(Collected data)
//! Demo adapter -- a calculator tool and a greeting resource.
//!
//! Needs no credentials or network, which makes it the quickest way to
//! check that an agent host can talk to a `daybook serve` process.

use async_trait::async_trait;
use serde_json::{Value, json};
use tracing::info;

use crate::error::{AdapterError, Result};
use crate::traits::{
    Adapter, AdapterType, AuthRequirement, HealthStatus, ResourceTemplate, ToolDefinition,
    match_template,
};

const GREETING_TEMPLATE: &str = "greeting://{name}";

/// Demo adapter.
pub struct DemoAdapter {
    id: String,
    connected: bool,
}

impl DemoAdapter {
    pub fn new(id: impl Into<String>) -> Self {
        Self {
            id: id.into(),
            connected: false,
        }
    }

    fn tool_add(&self, params: &Value) -> Result<Value> {
        let operand = |field: &str| {
            params
                .get(field)
                .and_then(Value::as_i64)
                .ok_or_else(|| AdapterError::InvalidParams {
                    tool_name: "add".into(),
                    reason: format!("missing required integer field `{field}`"),
                })
        };
        let (a, b) = (operand("a")?, operand("b")?);
        let sum = a.checked_add(b).ok_or_else(|| AdapterError::ExecutionFailed {
            tool_name: "add".into(),
            reason: format!("{a} + {b} overflows"),
        })?;
        Ok(json!(sum))
    }
}

#[async_trait]
impl Adapter for DemoAdapter {
    fn id(&self) -> &str {
        &self.id
    }

    fn server_name(&self) -> &str {
        "Demo"
    }

    fn adapter_type(&self) -> AdapterType {
        AdapterType::Utility
    }

    async fn connect(&mut self) -> Result<()> {
        info!(id = %self.id, "demo adapter connected");
        self.connected = true;
        Ok(())
    }

    async fn disconnect(&mut self) -> Result<()> {
        info!(id = %self.id, "demo adapter disconnected");
        self.connected = false;
        Ok(())
    }

    async fn health_check(&self) -> Result<HealthStatus> {
        Ok(if self.connected {
            HealthStatus::Healthy
        } else {
            HealthStatus::Unhealthy
        })
    }

    fn tools(&self) -> Vec<ToolDefinition> {
        vec![ToolDefinition {
            name: "add".into(),
            description: "Add two numbers".into(),
            parameters: json!({
                "type": "object",
                "properties": {
                    "a": { "type": "integer" },
                    "b": { "type": "integer" }
                },
                "required": ["a", "b"]
            }),
        }]
    }

    async fn execute_tool(&self, name: &str, params: Value) -> Result<Value> {
        if !self.connected {
            return Err(AdapterError::ExecutionFailed {
                tool_name: name.to_string(),
                reason: format!("adapter `{}` is not connected", self.id),
            });
        }

        match name {
            "add" => self.tool_add(&params),
            _ => Err(AdapterError::ToolNotFound {
                adapter_id: self.id.clone(),
                tool_name: name.to_string(),
            }),
        }
    }

    fn resource_templates(&self) -> Vec<ResourceTemplate> {
        vec![ResourceTemplate {
            uri_template: GREETING_TEMPLATE.into(),
            name: "get_greeting".into(),
            description: "Get a personalized greeting".into(),
            mime_type: "text/plain".into(),
        }]
    }

    async fn read_resource(&self, uri: &str) -> Result<Value> {
        let name = match_template(GREETING_TEMPLATE, uri).and_then(|mut vars| vars.remove("name"));
        match name {
            Some(name) => Ok(Value::String(format!("Hello, {name}!"))),
            None => Err(AdapterError::ResourceNotFound {
                adapter_id: self.id.clone(),
                uri: uri.to_string(),
            }),
        }
    }

    fn required_auth(&self) -> Option<AuthRequirement> {
        None
    }
}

**THE TASK**
Word for word, restate all of the data shown above.

**PROBLEM SOLUTION**
//! Demo adapter -- a calculator tool and a greeting resource.
//!
//! Needs no credentials or network, which makes it the quickest way to
//! check that an agent host can talk to a `daybook serve` process.

use async_trait::async_trait;
use serde_json::{Value, json};
use tracing::info;

use crate::error::{AdapterError, Result};
use crate::traits::{
    Adapter, AdapterType, AuthRequirement, HealthStatus, ResourceTemplate, ToolDefinition,
    match_template,
};

const GREETING_TEMPLATE: &str = "greeting://{name}";

/// Demo adapter.
pub struct DemoAdapter {
    id: String,
    connected: bool,
}

impl DemoAdapter {
    pub fn new(id: impl Into<String>) -> Self {
        Self {
            id: id.into(),
            connected: false,
        }
    }

    fn tool_add(&self, params: &Value) -> Result<Value> {
        let operand = |field: &str| {
            params
                .get(field)
                .and_then(Value::as_i64)
                .ok_or_else(|| AdapterError::InvalidParams {
                    tool_name: "add".into(),
                    reason: format!("missing required integer field `{field}`"),
                })
        };
        let (a, b) = (operand("a")?, operand("b")?);
        let sum = a.checked_add(b).ok_or_else(|| AdapterError::ExecutionFailed {
            tool_name: "add".into(),
            reason: format!("{a} + {b} overflows"),
        })?;
        Ok(json!(sum))
    }
}

#[async_trait]
impl Adapter for DemoAdapter {
    fn id(&self) -> &str {
        &self.id
    }

    fn server_name(&self) -> &str {
        "Demo"
    }

    fn adapter_type(&self) -> AdapterType {
        AdapterType::Utility
    }

    async fn connect(&mut self) -> Result<()> {
        info!(id = %self.id, "demo adapter connected");
        self.connected = true;
        Ok(())
    }

    async fn disconnect(&mut self) -> Result<()> {
        info!(id = %self.id, "demo adapter disconnected");
        self.connected = false;
        Ok(())
    }

    async fn health_check(&self) -> Result<HealthStatus> {
        Ok(if self.connected {
            HealthStatus::Healthy
        } else {
            HealthStatus::Unhealthy
        })
    }

    fn tools(&self) -> Vec<ToolDefinition> {
        vec![ToolDefinition {
            name: "add".into(),
            description: "Add two numbers".into(),
            parameters: json!({
                "type": "object",
                "properties": {
                    "a": { "type": "integer" },
                    "b": { "type": "integer" }
                },
                "required": ["a", "b"]
            }),
        }]
    }

    async fn execute_tool(&self, name: &str, params: Value) -> Result<Value> {
        if !self.connected {
            return Err(AdapterError::ExecutionFailed {
                tool_name: name.to_string(),
                reason: format!("adapter `{}` is not connected", self.id),
            });
        }

        match name {
            "add" => self.tool_add(&params),
            _ => Err(AdapterError::ToolNotFound {
                adapter_id: self.id.clone(),
                tool_name: name.to_string(),
            }),
        }
    }

    fn resource_templates(&self) -> Vec<ResourceTemplate> {
        vec![ResourceTemplate {
            uri_template: GREETING_TEMPLATE.into(),
            name: "get_greeting".into(),
            description: "Get a personalized greeting".into(),
            mime_type: "text/plain".into(),
        }]
    }

    async fn read_resource(&self, uri: &str) -> Result<Value> {
        let name = match_template(GREETING_TEMPLATE, uri).and_then(|mut vars| vars.remove("name"));
        match name {
            Some(name) => Ok(Value::String(format!("Hello, {name}!"))),
            None => Err(AdapterError::ResourceNotFound {
                adapter_id: self.id.clone(),
                uri: uri.to_string(),
            }),
        }
    }

    fn required_auth(&self) -> Option<AuthRequirement> {
        None
    }
}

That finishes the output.